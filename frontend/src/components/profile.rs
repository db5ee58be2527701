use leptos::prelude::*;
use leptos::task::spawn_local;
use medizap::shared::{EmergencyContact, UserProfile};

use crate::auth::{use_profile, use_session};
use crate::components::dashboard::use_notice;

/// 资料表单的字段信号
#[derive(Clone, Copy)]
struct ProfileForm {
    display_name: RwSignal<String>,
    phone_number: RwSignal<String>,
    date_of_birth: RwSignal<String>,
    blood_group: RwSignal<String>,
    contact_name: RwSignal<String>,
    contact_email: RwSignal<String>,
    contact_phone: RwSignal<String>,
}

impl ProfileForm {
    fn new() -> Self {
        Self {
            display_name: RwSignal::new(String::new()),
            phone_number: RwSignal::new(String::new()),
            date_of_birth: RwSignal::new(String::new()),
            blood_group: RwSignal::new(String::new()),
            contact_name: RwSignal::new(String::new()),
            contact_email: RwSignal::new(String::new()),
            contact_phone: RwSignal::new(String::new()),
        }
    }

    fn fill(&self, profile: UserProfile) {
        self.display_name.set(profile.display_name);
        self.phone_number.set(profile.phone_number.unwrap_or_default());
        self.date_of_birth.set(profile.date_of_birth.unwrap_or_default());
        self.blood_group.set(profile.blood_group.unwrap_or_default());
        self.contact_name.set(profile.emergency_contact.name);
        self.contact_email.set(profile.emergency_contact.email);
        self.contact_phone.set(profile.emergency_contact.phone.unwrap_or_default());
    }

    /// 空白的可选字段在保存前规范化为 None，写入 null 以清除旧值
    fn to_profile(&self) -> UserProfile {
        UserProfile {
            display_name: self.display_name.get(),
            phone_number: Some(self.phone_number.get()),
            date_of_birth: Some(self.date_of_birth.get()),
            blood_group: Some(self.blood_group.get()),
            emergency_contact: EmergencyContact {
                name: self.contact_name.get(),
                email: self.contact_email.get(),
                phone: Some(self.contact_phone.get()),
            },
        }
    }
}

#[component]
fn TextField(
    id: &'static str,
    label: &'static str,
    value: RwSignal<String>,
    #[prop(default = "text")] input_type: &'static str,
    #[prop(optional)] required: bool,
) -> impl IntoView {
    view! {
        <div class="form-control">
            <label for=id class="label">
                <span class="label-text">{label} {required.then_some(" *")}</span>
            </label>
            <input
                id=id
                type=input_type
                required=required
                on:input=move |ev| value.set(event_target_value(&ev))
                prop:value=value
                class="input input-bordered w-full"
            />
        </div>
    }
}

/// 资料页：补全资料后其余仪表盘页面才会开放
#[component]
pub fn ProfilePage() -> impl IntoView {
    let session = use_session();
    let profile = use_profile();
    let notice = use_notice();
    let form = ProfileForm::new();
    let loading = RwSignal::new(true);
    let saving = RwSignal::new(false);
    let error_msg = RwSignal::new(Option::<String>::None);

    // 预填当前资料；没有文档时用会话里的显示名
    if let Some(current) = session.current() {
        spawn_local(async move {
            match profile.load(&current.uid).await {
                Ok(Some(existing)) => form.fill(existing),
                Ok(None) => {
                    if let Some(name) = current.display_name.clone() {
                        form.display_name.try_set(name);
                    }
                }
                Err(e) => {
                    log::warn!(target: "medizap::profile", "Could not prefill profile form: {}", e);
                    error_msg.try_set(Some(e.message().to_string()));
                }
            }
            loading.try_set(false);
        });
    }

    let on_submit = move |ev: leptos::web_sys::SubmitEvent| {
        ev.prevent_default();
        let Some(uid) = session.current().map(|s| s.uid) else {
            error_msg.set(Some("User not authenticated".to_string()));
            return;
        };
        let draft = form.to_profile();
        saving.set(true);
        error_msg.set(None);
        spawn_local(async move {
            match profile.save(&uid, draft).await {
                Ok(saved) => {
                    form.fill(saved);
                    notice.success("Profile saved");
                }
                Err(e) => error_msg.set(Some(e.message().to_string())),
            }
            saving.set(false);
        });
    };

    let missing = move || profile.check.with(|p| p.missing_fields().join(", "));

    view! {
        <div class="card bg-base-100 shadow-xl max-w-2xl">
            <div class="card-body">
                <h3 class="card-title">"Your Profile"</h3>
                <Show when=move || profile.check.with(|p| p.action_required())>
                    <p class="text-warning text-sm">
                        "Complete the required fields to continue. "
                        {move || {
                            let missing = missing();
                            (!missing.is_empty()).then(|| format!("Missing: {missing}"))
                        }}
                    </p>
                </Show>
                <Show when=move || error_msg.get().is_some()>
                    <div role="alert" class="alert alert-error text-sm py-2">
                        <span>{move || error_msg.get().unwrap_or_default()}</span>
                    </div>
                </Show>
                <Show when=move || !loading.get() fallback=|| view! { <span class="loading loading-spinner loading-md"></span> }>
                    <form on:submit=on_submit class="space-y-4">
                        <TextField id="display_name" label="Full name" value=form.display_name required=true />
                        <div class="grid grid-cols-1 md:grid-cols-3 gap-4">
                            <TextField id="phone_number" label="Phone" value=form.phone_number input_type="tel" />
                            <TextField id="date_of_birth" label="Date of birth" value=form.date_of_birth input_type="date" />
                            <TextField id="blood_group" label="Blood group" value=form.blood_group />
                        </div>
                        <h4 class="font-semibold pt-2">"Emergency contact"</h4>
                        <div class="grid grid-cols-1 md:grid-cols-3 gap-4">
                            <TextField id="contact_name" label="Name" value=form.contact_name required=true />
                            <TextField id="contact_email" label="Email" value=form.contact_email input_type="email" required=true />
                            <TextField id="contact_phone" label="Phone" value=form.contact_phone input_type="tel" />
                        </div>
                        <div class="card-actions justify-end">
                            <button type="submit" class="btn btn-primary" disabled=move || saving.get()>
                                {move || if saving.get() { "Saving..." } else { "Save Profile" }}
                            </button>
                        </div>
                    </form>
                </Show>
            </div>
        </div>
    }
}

------------------------------------------------

> What is needed
The answer must consist of every line from the entries above that contains "match".

> Written response
            match profile.load(&current.uid).await {
            match profile.save(&uid, draft).await {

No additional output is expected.